## [Problem requirements]
For the entries below, work out how many lines contain the string "RetryPolicy" and write only the number.
§
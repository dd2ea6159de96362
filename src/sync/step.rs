//! Dataset sync steps
//!
//! A step fetches one dataset (with retry) and replaces its partition.
//! Steps never return errors: every failure is folded into a
//! [`StepOutcome`] so the orchestrator can keep going.

use crate::adapters::FetchAdapter;
use crate::dataset::Dataset;
use crate::db::sqlite::models::DatasetResult;
use crate::db::sqlite::SqliteDb;
use crate::db::with_db;
use crate::error::{AppError, Result};
use async_trait::async_trait;
use chrono::NaiveDate;
use serde::Serialize;
use std::sync::Arc;
use std::time::Duration;

/// Retry schedule for provider fetches
#[derive(Debug, Clone, Copy, PartialEq, Eq)]
pub struct RetryPolicy {
    pub max_attempts: u32,
    pub base_delay: Duration,
}

impl RetryPolicy {
    pub fn new(max_attempts: u32, base_delay: Duration) -> Self {
        Self {
            max_attempts: max_attempts.max(1),
            base_delay,
        }
    }

    /// Delay after failed attempt `attempt` (1-based): `base * 2^(attempt-1)`
    pub fn delay_after(&self, attempt: u32) -> Duration {
        let exponent = attempt.saturating_sub(1).min(16);
        self.base_delay.saturating_mul(1u32 << exponent)
    }
}

impl Default for RetryPolicy {
    fn default() -> Self {
        Self::new(3, Duration::from_secs(1))
    }
}

/// Terminal state of one dataset within a run
#[derive(Debug, Clone, Copy, PartialEq, Eq, Serialize)]
#[serde(rename_all = "snake_case")]
pub enum StepStatus {
    /// Rows fetched and the partition replaced
    Saved,
    /// Provider returned nothing; the existing partition was kept
    Empty,
    /// Not attempted for this target date
    Skipped,
    Failed,
}

impl StepStatus {
    pub fn as_str(&self) -> &'static str {
        match self {
            StepStatus::Saved => "saved",
            StepStatus::Empty => "empty",
            StepStatus::Skipped => "skipped",
            StepStatus::Failed => "failed",
        }
    }
}

/// Result of one dataset step
#[derive(Debug, Clone, PartialEq, Serialize)]
pub struct StepOutcome {
    pub dataset: Dataset,
    pub status: StepStatus,
    pub rows: usize,
    pub attempts: u32,
    pub error: Option<String>,
    /// Why a non-failed step did nothing
    pub note: Option<String>,
}

impl StepOutcome {
    pub fn failed(dataset: Dataset, attempts: u32, error: impl Into<String>) -> Self {
        Self {
            dataset,
            status: StepStatus::Failed,
            rows: 0,
            attempts,
            error: Some(error.into()),
            note: None,
        }
    }

    pub fn skipped(dataset: Dataset, reason: impl Into<String>) -> Self {
        Self {
            dataset,
            status: StepStatus::Skipped,
            rows: 0,
            attempts: 0,
            error: None,
            note: Some(reason.into()),
        }
    }

    pub fn is_failed(&self) -> bool {
        self.status == StepStatus::Failed
    }

    /// Ledger representation
    pub fn to_result(&self) -> DatasetResult {
        DatasetResult {
            dataset: self.dataset,
            status: self.status.as_str().to_string(),
            rows: self.rows,
            attempts: self.attempts,
            error: self.error.clone(),
            note: self.note.clone(),
        }
    }
}

/// Shared inputs of every step in one run
pub struct StepContext {
    pub db: Arc<SqliteDb>,
    pub retry: RetryPolicy,
    /// Current date in the market timezone
    pub market_date: NaiveDate,
}

/// Uniform interface the orchestrator runs
#[async_trait]
pub trait SyncStep: Send + Sync {
    fn dataset(&self) -> Dataset;

    async fn run(&self, target_date: NaiveDate, ctx: &StepContext) -> StepOutcome;

    /// Fetch and normalize without touching the store
    async fn fetch_preview(
        &self,
        as_of: NaiveDate,
        retry: RetryPolicy,
    ) -> Result<Vec<serde_json::Value>>;
}

/// Fetch-then-replace step for one adapter
pub struct DatasetSyncStep<A> {
    adapter: A,
}

impl<A: FetchAdapter> DatasetSyncStep<A> {
    pub fn new(adapter: A) -> Self {
        Self { adapter }
    }

    /// Fetch with exponential backoff on transient errors
    async fn fetch_with_retry(
        &self,
        target_date: NaiveDate,
        retry: RetryPolicy,
    ) -> (u32, Result<Vec<A::Record>>) {
        let dataset = self.adapter.dataset();
        let mut attempt = 0;

        loop {
            attempt += 1;
            match self.adapter.fetch(target_date).await {
                Ok(result) => return (attempt, Ok(result.rows)),
                Err(e) if e.is_transient() && attempt < retry.max_attempts => {
                    let delay = retry.delay_after(attempt);
                    tracing::warn!(
                        "Fetch {} attempt {}/{} failed: {}; retrying in {:?}",
                        dataset,
                        attempt,
                        retry.max_attempts,
                        e,
                        delay
                    );
                    tokio::time::sleep(delay).await;
                }
                Err(e) => return (attempt, Err(e)),
            }
        }
    }
}

#[async_trait]
impl<A> SyncStep for DatasetSyncStep<A>
where
    A: FetchAdapter + 'static,
{
    fn dataset(&self) -> Dataset {
        self.adapter.dataset()
    }

    async fn run(&self, target_date: NaiveDate, ctx: &StepContext) -> StepOutcome {
        let dataset = self.adapter.dataset();

        if !dataset.supports_historical() && target_date != ctx.market_date {
            tracing::info!(
                "Skipping {}: live-only dataset cannot be fetched for {}",
                dataset,
                target_date
            );
            return StepOutcome::skipped(
                dataset,
                format!("live-only dataset cannot be fetched for past date {}", target_date),
            );
        }

        let (attempts, fetched) = self.fetch_with_retry(target_date, ctx.retry).await;
        let rows = match fetched {
            Ok(rows) => rows,
            Err(e) => {
                tracing::error!("Fetch {} failed after {} attempt(s): {}", dataset, attempts, e);
                return StepOutcome::failed(dataset, attempts, e.to_string());
            }
        };

        if rows.is_empty() {
            tracing::info!(
                "No {} rows for {}, existing snapshot kept",
                dataset.label(),
                target_date
            );
            return StepOutcome {
                dataset,
                status: StepStatus::Empty,
                rows: 0,
                attempts,
                error: None,
                note: Some("provider returned no rows".to_string()),
            };
        }

        let partition = self.adapter.partition(target_date);
        match with_db(&ctx.db, move |db| db.replace_snapshot(&partition, &rows)).await {
            Ok(outcome) => {
                let saved = outcome.saved();
                tracing::info!("Saved {} {} rows for {}", saved, dataset.label(), target_date);
                StepOutcome {
                    dataset,
                    status: StepStatus::Saved,
                    rows: saved,
                    attempts,
                    error: None,
                    note: None,
                }
            }
            Err(e) => {
                tracing::error!("Store {} failed, partition rolled back: {}", dataset, e);
                StepOutcome::failed(dataset, attempts, store_error(e))
            }
        }
    }

    async fn fetch_preview(
        &self,
        as_of: NaiveDate,
        retry: RetryPolicy,
    ) -> Result<Vec<serde_json::Value>> {
        let (_, rows) = self.fetch_with_retry(as_of, retry).await;
        rows?
            .iter()
            .map(|row| serde_json::to_value(row).map_err(AppError::from))
            .collect()
    }
}

fn store_error(e: AppError) -> String {
    format!("store: {}", e)
}

#[cfg(test)]
mod tests {
    use super::*;
    use crate::adapters::{IndexQuoteAdapter, ZtPoolAdapter};
    use crate::db::sqlite::models::LimitUpStock;
    use crate::db::sqlite::Partition;
    use crate::provider::mock::MockProvider;
    use serde_json::json;
    use tempfile::TempDir;

    fn date(s: &str) -> NaiveDate {
        NaiveDate::parse_from_str(s, "%Y-%m-%d").unwrap()
    }

    fn context(market_date: NaiveDate) -> (TempDir, StepContext) {
        let dir = tempfile::tempdir().unwrap();
        let db = SqliteDb::new(&dir.path().join("test.db"), 2).unwrap();
        let ctx = StepContext {
            db: Arc::new(db),
            retry: RetryPolicy::new(3, Duration::from_millis(1)),
            market_date,
        };
        (dir, ctx)
    }

    fn zt_rows(n: usize) -> Vec<serde_json::Value> {
        (1..=n)
            .map(|i| json!({"序号": i, "代码": format!("{:06}", i), "名称": format!("股票{}", i)}))
            .collect()
    }

    #[test]
    fn test_backoff_doubles() {
        let retry = RetryPolicy::new(3, Duration::from_millis(1000));
        assert_eq!(retry.delay_after(1), Duration::from_millis(1000));
        assert_eq!(retry.delay_after(2), Duration::from_millis(2000));
        assert_eq!(retry.delay_after(3), Duration::from_millis(4000));
        assert_eq!(RetryPolicy::new(0, Duration::ZERO).max_attempts, 1);
    }

    #[tokio::test]
    async fn test_saves_rows() {
        let d = date("2025-06-10");
        let (_dir, ctx) = context(d);
        let provider = MockProvider::new().with_rows("stock_zt_pool_em", zt_rows(5));
        let step = DatasetSyncStep::new(ZtPoolAdapter::new(Arc::new(provider)));

        let outcome = step.run(d, &ctx).await;
        assert_eq!(outcome.status, StepStatus::Saved);
        assert_eq!(outcome.rows, 5);
        assert_eq!(outcome.attempts, 1);
        assert_eq!(ctx.db.count_snapshot::<LimitUpStock>(&Partition::new(d)).unwrap(), 5);
    }

    #[tokio::test]
    async fn test_retries_then_fails() {
        let d = date("2025-06-10");
        let (_dir, ctx) = context(d);
        let provider = Arc::new(
            MockProvider::new().with_failure("stock_zh_index_spot_em", "502 Bad Gateway"),
        );
        let step = DatasetSyncStep::new(IndexQuoteAdapter::new(provider.clone()));

        let outcome = step.run(d, &ctx).await;
        assert_eq!(outcome.status, StepStatus::Failed);
        assert_eq!(outcome.attempts, 3);
        assert_eq!(provider.call_count("stock_zh_index_spot_em"), 3);
        assert!(outcome.error.unwrap().contains("502"));
    }

    #[tokio::test]
    async fn test_transient_failures_recover_on_retry() {
        let d = date("2025-06-10");
        let (_dir, ctx) = context(d);
        let provider = Arc::new(MockProvider::new().with_failures_then_rows(
            "stock_zt_pool_em",
            2,
            zt_rows(4),
        ));
        let step = DatasetSyncStep::new(ZtPoolAdapter::new(provider.clone()));

        let outcome = step.run(d, &ctx).await;
        assert_eq!(outcome.status, StepStatus::Saved);
        assert_eq!(outcome.attempts, 3);
        assert_eq!(outcome.rows, 4);
        assert!(outcome.error.is_none());
        assert_eq!(provider.call_count("stock_zt_pool_em"), 3);
        assert_eq!(ctx.db.count_snapshot::<LimitUpStock>(&Partition::new(d)).unwrap(), 4);
    }

    #[tokio::test]
    async fn test_empty_fetch_keeps_partition() {
        let d = date("2025-06-10");
        let (_dir, ctx) = context(d);

        let full = DatasetSyncStep::new(ZtPoolAdapter::new(Arc::new(
            MockProvider::new().with_rows("stock_zt_pool_em", zt_rows(3)),
        )));
        full.run(d, &ctx).await;

        let empty = DatasetSyncStep::new(ZtPoolAdapter::new(Arc::new(MockProvider::new())));
        let outcome = empty.run(d, &ctx).await;
        assert_eq!(outcome.status, StepStatus::Empty);
        assert_eq!(outcome.rows, 0);
        assert_eq!(ctx.db.count_snapshot::<LimitUpStock>(&Partition::new(d)).unwrap(), 3);
    }

    #[tokio::test]
    async fn test_live_only_dataset_skipped_for_past_date() {
        let (_dir, ctx) = context(date("2025-06-10"));
        let provider = Arc::new(MockProvider::new());
        let step = DatasetSyncStep::new(IndexQuoteAdapter::new(provider.clone()));

        let outcome = step.run(date("2025-06-09"), &ctx).await;
        assert_eq!(outcome.status, StepStatus::Skipped);
        assert_eq!(provider.call_count("stock_zh_index_spot_em"), 0);
        assert!(outcome.error.is_none());
        assert!(outcome.note.unwrap().contains("live-only"));

        let result = step.run(date("2025-06-09"), &ctx).await.to_result();
        assert!(result.error.is_none());
        assert!(result.note.is_some());
    }

    #[tokio::test]
    async fn test_store_error_is_failure() {
        let d = date("2025-06-10");
        let (_dir, ctx) = context(d);
        // Duplicate ranks violate the partition's unique key
        let rows = vec![
            json!({"序号": 1, "代码": "000001", "名称": "A"}),
            json!({"序号": 1, "代码": "000002", "名称": "B"}),
        ];
        let provider = MockProvider::new().with_rows("stock_zt_pool_em", rows);
        let step = DatasetSyncStep::new(ZtPoolAdapter::new(Arc::new(provider)));

        let outcome = step.run(d, &ctx).await;
        assert_eq!(outcome.status, StepStatus::Failed);
        assert_eq!(outcome.attempts, 1);
        assert!(outcome.error.unwrap().starts_with("store:"));
        assert_eq!(ctx.db.count_snapshot::<LimitUpStock>(&Partition::new(d)).unwrap(), 0);
    }
}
§
## [Response]
10